- YOUR GOAL
Every entry below needs to be copied exactly.

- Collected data
+===+
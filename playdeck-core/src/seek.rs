//! Pointer-to-time math for the progress track.

use std::time::Duration;

/// Horizontal extent of the progress track in the same coordinate space as
/// the pointer (usually client pixels).
#[derive(Debug, Clone, Copy, PartialEq)]
pub struct TrackGeometry {
    pub left: f64,
    pub width: f64,
}

impl TrackGeometry {
    #[must_use]
    pub const fn new(left: f64, width: f64) -> Self {
        Self { left, width }
    }
}

/// Fraction of the track under the pointer, clamped to `[0, 1]`.
///
/// A degenerate track (zero, negative or non-finite width) and a non-finite
/// pointer both map to the start.
#[must_use]
pub fn seek_fraction(x: f64, track: TrackGeometry) -> f64 {
    if !x.is_finite() || !track.left.is_finite() || !track.width.is_finite() || track.width <= 0.0
    {
        return 0.0;
    }
    ((x - track.left) / track.width).clamp(0.0, 1.0)
}

/// Track time under the pointer, never past `duration`
#[must_use]
pub fn seek_time(x: f64, track: TrackGeometry, duration: Duration) -> Duration {
    Duration::try_from_secs_f64(seek_fraction(x, track) * duration.as_secs_f64())
        .map_or(duration, |time| time.min(duration))
}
+===+
- WRITTEN REPLY
filename playdeck-core/src/seek.rs
//! Pointer-to-time math for the progress track.

use std::time::Duration;

/// Horizontal extent of the progress track in the same coordinate space as
/// the pointer (usually client pixels).
#[derive(Debug, Clone, Copy, PartialEq)]
pub struct TrackGeometry {
    pub left: f64,
    pub width: f64,
}

impl TrackGeometry {
    #[must_use]
    pub const fn new(left: f64, width: f64) -> Self {
        Self { left, width }
    }
}

/// Fraction of the track under the pointer, clamped to `[0, 1]`.
///
/// A degenerate track (zero, negative or non-finite width) and a non-finite
/// pointer both map to the start.
#[must_use]
pub fn seek_fraction(x: f64, track: TrackGeometry) -> f64 {
    if !x.is_finite() || !track.left.is_finite() || !track.width.is_finite() || track.width <= 0.0
    {
        return 0.0;
    }
    ((x - track.left) / track.width).clamp(0.0, 1.0)
}

/// Track time under the pointer, never past `duration`
#[must_use]
pub fn seek_time(x: f64, track: TrackGeometry, duration: Duration) -> Duration {
    Duration::try_from_secs_f64(seek_fraction(x, track) * duration.as_secs_f64())
        .map_or(duration, |time| time.min(duration))
}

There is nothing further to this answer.